England's defeat could prove especially painful for the 2015 World Cup hosts, as it may cost them a top seeding at next month's draw for the global showpiece.
The Wallabies, unrecognisable from the side thrashed 33-6 by France in Paris last week and with their scrum vastly improved, were unfortunate to be 14-11 down at the break.
England held a slender interval advantage thanks to three Toby Flood penalties and a controversial try from Manu Tuilagi.
Tuilagi's score cancelled out a deserved try by Wallaby wing Nick Cummins -- his first in Tests and Australia's first in 212 minutes of international rugby.
Recalled full-back Berrick Barnes, who also kicked astutely out of hand, then nudged Australia six points in front early in the second half.
And the Wallabies held on for a win that eased the pressure on their under-fire Kiwi coach Robbie Deans as they regained the Cook Cup after two successive defeats by England.
Delighted Australia captain Nathan Sharpe told the BBC: "We spoke about character and resolve after the France loss.
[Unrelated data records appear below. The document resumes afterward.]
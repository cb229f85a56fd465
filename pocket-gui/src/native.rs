use anyhow::{anyhow, Result};
use eframe::egui;
use log::{info, warn};

use clap::Parser;

use pocket_sim::{FileStorage, MemoryStorage, Speaker, Storage};

use crate::Stage;

/// Pocket console
#[derive(Parser)]
#[clap(author, version, about, long_about = None)]
struct Args {
    /// Fixed scale factor, instead of fitting the window
    #[clap(long)]
    scale: Option<f32>,

    /// File in which to keep preferences
    #[clap(long)]
    prefs: Option<std::path::PathBuf>,

    /// Never open an audio device
    #[clap(long)]
    mute: bool,
}

pub fn run() -> Result<()> {
    let env = env_logger::Env::default()
        .filter_or("POCKET_LOG", "info")
        .write_style_or("POCKET_LOG", "always");
    env_logger::init_from_env(env);

    let args = Args::parse();
    let storage: Box<dyn Storage> =
        match args.prefs.clone().or_else(FileStorage::default_path) {
            Some(path) => {
                info!("loading preferences from {path:?}");
                Box::new(FileStorage::new(path))
            }
            None => {
                warn!("no preferences path; settings will not persist");
                Box::new(MemoryStorage::default())
            }
        };
    let speaker = Speaker::new(storage);

    let (width, height) = (400.0, 620.0);
    let options = eframe::NativeOptions {
        viewport: egui::ViewportBuilder::default()
            .with_inner_size(egui::Vec2::new(width, height))
            .with_min_inner_size(egui::Vec2::new(200.0, 320.0)),
        ..Default::default()
    };

    let (scale, mute) = (args.scale, args.mute);
    eframe::run_native(
        "Pocket",
        options,
        Box::new(move |_cc| Ok(Box::new(Stage::new(speaker, scale, mute)))),
    )
    .map_err(|e| anyhow!("got egui error: {e:?}"))
}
We had something to prove tonight -- our effort was outstanding.
"We made plenty of turnovers, got good set-piece possession and our scrum was outstanding -- that's what won us the game," he added after an injury-hit Australia denied England any points at all in the second half.
England's handling errors against an Australia side who bossed the breakdown cost them dear as did their decision to run two kickable, second-half penalties.
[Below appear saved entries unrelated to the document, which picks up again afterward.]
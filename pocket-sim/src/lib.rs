//! A handheld game console, simulated as a portfolio menu system
//!
//! The [`Device`] owns every piece of state; the host feeds it [`Input`] with
//! the current time and draws the returned [`Output`]. Time is always passed
//! in by the caller, so the whole state machine runs without real timers.
#![warn(missing_docs)]
use log::{debug, info};
use std::time::Duration;

mod audio;
pub mod boot;
pub mod catalog;
mod input;
pub mod scale;
mod screen;
mod secret;
mod sound;
mod storage;
mod view;

pub use audio::{Mixer, SoundCue, Voice, CHANNELS as AUDIO_CHANNELS};
pub use audio::SAMPLE_RATE as AUDIO_SAMPLE_RATE;
pub use boot::BootPhase;
pub use catalog::{Project, PROJECTS};
pub use input::{Action, Input, Key, Pointer};
pub use screen::{MenuEntry, Screen};
pub use secret::{SecretCode, CODE as SECRET_CODE};
pub use sound::{Speaker, SOUND_KEY};
pub use storage::{FileStorage, MemoryStorage, Storage, StorageError};
pub use view::{Row, View};

use boot::{Boot, BootEvent};
use screen::Transition;

/// Output from [`Device::update`]
pub struct Output {
    /// Active screen
    pub screen: Screen,

    /// Screen contents to draw
    pub view: View,

    /// Sound cues fired during this update, in order
    pub cues: Vec<SoundCue>,
}

/// Handle to the simulated device
pub struct Device {
    /// Latest time seen; time never runs backwards
    now: Duration,

    screen: Screen,
    boot: Boot,

    /// In-flight screen change, if any
    transition: Option<Transition>,

    menu_index: usize,
    project_index: usize,

    /// Set once the secret code is entered; lasts for the session
    credits: bool,

    secret: SecretCode,
}

impl Device {
    /// Powers on a new device at time `now`
    pub fn new(now: Duration) -> Self {
        Self {
            now,
            screen: Screen::Boot,
            boot: Boot::new(now),
            transition: None,
            menu_index: 0,
            project_index: 0,
            credits: false,
            secret: SecretCode::default(),
        }
    }

    /// Returns the active screen
    pub fn screen(&self) -> Screen {
        self.screen
    }

    /// Returns the current boot phase
    pub fn boot_phase(&self) -> BootPhase {
        self.boot.phase()
    }

    /// Checks whether the boot sequence has completed
    pub fn booted(&self) -> bool {
        self.boot.done()
    }

    /// Checks whether the screen is blanked by a transition
    pub fn transitioning(&self) -> bool {
        self.transition.is_some()
    }

    /// Checks whether the credits entry has been unlocked
    pub fn credits_unlocked(&self) -> bool {
        self.credits
    }

    /// Returns the menu entries currently available
    pub fn menu(&self) -> &'static [MenuEntry] {
        screen::menu(self.credits)
    }

    /// Returns the highlighted menu index
    pub fn menu_index(&self) -> usize {
        self.menu_index
    }

    /// Returns the highlighted project index
    pub fn project_index(&self) -> usize {
        self.project_index
    }

    /// Returns the project being viewed, if the detail screen is active
    pub fn selected_project(&self) -> Option<&'static Project> {
        match self.screen {
            Screen::ProjectDetail { project } => PROJECTS.get(project),
            _ => None,
        }
    }

    /// Re-arms the secret code detector
    ///
    /// The credits entry stays unlocked.
    pub fn reset_secret(&mut self) {
        self.secret.reset();
    }

    /// Returns the time at which the device next changes on its own
    ///
    /// The host should call [`Device::update`] no later than this.
    pub fn next_deadline(&self) -> Option<Duration> {
        let boot = match self.screen {
            Screen::Boot if self.boot.phase() == BootPhase::Ready => {
                // Blinking cursor
                let period = boot::CURSOR_BLINK.as_millis() as u64;
                let ms = self.now.as_millis() as u64;
                Some(Duration::from_millis((ms / period + 1) * period))
            }
            Screen::Boot => self.boot.deadline(),
            _ => None,
        };
        let blink = self.transition.map(|t| t.deadline());
        match (boot, blink) {
            (Some(a), Some(b)) => Some(a.min(b)),
            (a, b) => a.or(b),
        }
    }

    /// Advances time to `now`, then handles incoming events
    #[must_use]
    pub fn update(&mut self, now: Duration, input: Input) -> Output {
        let mut cues = vec![];
        self.advance(now, &mut cues);

        for k in input.keys {
            if let Some(a) = Action::from_key(k) {
                self.apply(a, &mut cues);
            }
            // The secret code watches every key, in parallel with the
            // router, and its navigation wins.
            if self.secret.push(k) {
                info!("secret code entered");
                cues.push(SoundCue::Secret);
                self.credits = true;
                self.change_screen(Screen::Credits);
            }
        }
        for a in input.buttons {
            self.apply(a, &mut cues);
        }
        for p in input.pointer {
            self.point(p, &mut cues);
        }

        Output {
            screen: self.screen,
            view: self.view(),
            cues,
        }
    }

    /// Runs every boot and transition step due at or before `now`
    fn advance(&mut self, now: Duration, cues: &mut Vec<SoundCue>) {
        let now = now.max(self.now);
        loop {
            let boot = match self.screen {
                Screen::Boot => self.boot.deadline(),
                _ => None,
            };
            let blink = self.transition.map(|t| t.deadline());
            let next = match (boot, blink) {
                (Some(a), Some(b)) => a.min(b),
                (Some(a), None) | (None, Some(a)) => a,
                (None, None) => break,
            };
            if next > now {
                break;
            }
            self.now = next;
            if boot == Some(next) {
                self.step_boot(next, cues);
            } else {
                self.step_transition(next);
            }
        }
        self.now = now;
    }

    fn step_boot(&mut self, at: Duration, cues: &mut Vec<SoundCue>) {
        if let Some(e) = self.boot.step(at) {
            debug!("boot: {e:?}");
            if e == BootEvent::Phase(BootPhase::Logo) {
                cues.push(SoundCue::Startup);
            }
        }
        if self.boot.settle().is_some() {
            info!("boot complete at {at:?}");
        }
    }

    fn step_transition(&mut self, at: Duration) {
        let Some(t) = self.transition.as_mut() else {
            return;
        };
        let (swap, live) = t.step(at);
        if !live {
            self.transition = None;
        }
        if let Some(s) = swap {
            self.enter(s);
        }
    }

    /// Swaps in a new screen
    fn enter(&mut self, s: Screen) {
        if self.screen == Screen::Boot && s != Screen::Boot {
            self.boot.cancel();
        }
        info!("screen: {:?} -> {s:?}", self.screen);
        self.screen = s;
    }

    /// Starts a blanked transition; the latest call wins
    fn change_screen(&mut self, target: Screen) {
        self.transition = Some(Transition::new(target, self.now));
    }

    /// Applies a logical action to the current state
    fn apply(&mut self, a: Action, cues: &mut Vec<SoundCue>) {
        match a {
            Action::Up | Action::Down => {
                let len = match self.screen {
                    Screen::Menu => self.menu().len(),
                    Screen::Projects => PROJECTS.len(),
                    _ => return,
                };
                let i = if self.screen == Screen::Menu {
                    &mut self.menu_index
                } else {
                    &mut self.project_index
                };
                *i = if a == Action::Up {
                    screen::wrap_prev(*i, len)
                } else {
                    screen::wrap_next(*i, len)
                };
                cues.push(SoundCue::Navigate);
            }
            Action::Confirm => {
                let target = match self.screen {
                    Screen::Boot if self.boot.phase() == BootPhase::Ready => {
                        Screen::Menu
                    }
                    Screen::Menu => match self.menu().get(self.menu_index) {
                        Some(e) => e.target,
                        None => return,
                    },
                    Screen::Projects => Screen::ProjectDetail {
                        project: self.project_index,
                    },
                    _ => return,
                };
                cues.push(SoundCue::Confirm);
                self.change_screen(target);
            }
            Action::Cancel => {
                let target = match self.screen {
                    Screen::ProjectDetail { .. } => Screen::Projects,
                    s if s.is_content() => Screen::Menu,
                    _ => return,
                };
                cues.push(SoundCue::Cancel);
                self.change_screen(target);
            }
        }
    }

    /// Handles a pointer event over a listed row
    fn point(&mut self, p: Pointer, cues: &mut Vec<SoundCue>) {
        let (Pointer::Hover(i) | Pointer::Click(i)) = p;
        let index = match self.screen {
            Screen::Menu if i < self.menu().len() => &mut self.menu_index,
            Screen::Projects if i < PROJECTS.len() => &mut self.project_index,
            _ => return,
        };
        *index = i;
        if matches!(p, Pointer::Click(..)) {
            self.apply(Action::Confirm, cues);
        }
    }
}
"We weren't clinical enough and some great chances went begging," said England captain Chris Robshaw.
"We need to be clinical when you play the best teams -- if you get one chance you have to take it," the flanker added.
England recalled Chris Ashton after the wing missed last week's 54-12 win over Fiji through suspension.
By contrast, Australia made four changes to their Paris team, with Barnes, wing Digby Ioane, lock Sekope Kepu and tighthead prop Ben Alexander recalled.
Flood's early penalty gave England the lead but it was Australia who dominated territory with a surge by openside flanker Michael Hooper taking the Wallabies into the hosts' 22.
Man-of-the-match Hooper found Cummins, who was held up short of the line.
But after the ball was once more re-cycled from a ruck, Barnes kicked a close-range drop-goal to level the scores before Flood landed another penalty.
Australia again came close to a try in the 29th minute after the ball was thrown to Hooper at the back of the line-out on the edge of the 22.
Alexander, after a series of rucks, thought he'd scored but French referee Romain Poite went to the replay official and Scotland's Jim Yuille ruled 'no-try', with the ball obscured beneath a pile of bodies.
Barnes and Flood's exchanged penalties to leave England 9-6 in front before the try Australia had been threatening arrived in the 35th minute.
Scrum-half Nick Phipps's break caught the England defence napping and his pass, which appeared forward, sent Cummins clear for a try in the right corner. Barnes missed the conversion but Australia were 11-6 in front.
However, England hit back minutes later when, after scrum-half Danny Care's quick tap penalty, centre Brad Barritt and blindside flanker Tom Johnson combined to give Tuilagi a 30 metre run to the line.
Tuilagi was tackled short and stretched to ground the ball. Poite again called on Yuille and he ruled Tuilagi had made it even though it seemed he'd fallen short of the line.
Flood missed the conversion but England, luckily, were three points ahead.
However, three early second half Barnes penalties, saw the Wallabies go 20-14 in front.
Replacement England forwards Joe Launchbury and Mako Vunipola then combined well to at last release Ashton only for the wing to be hauled down a yard short.
Barnes then saw a 50 metre penalty fall short but Australia had done enough.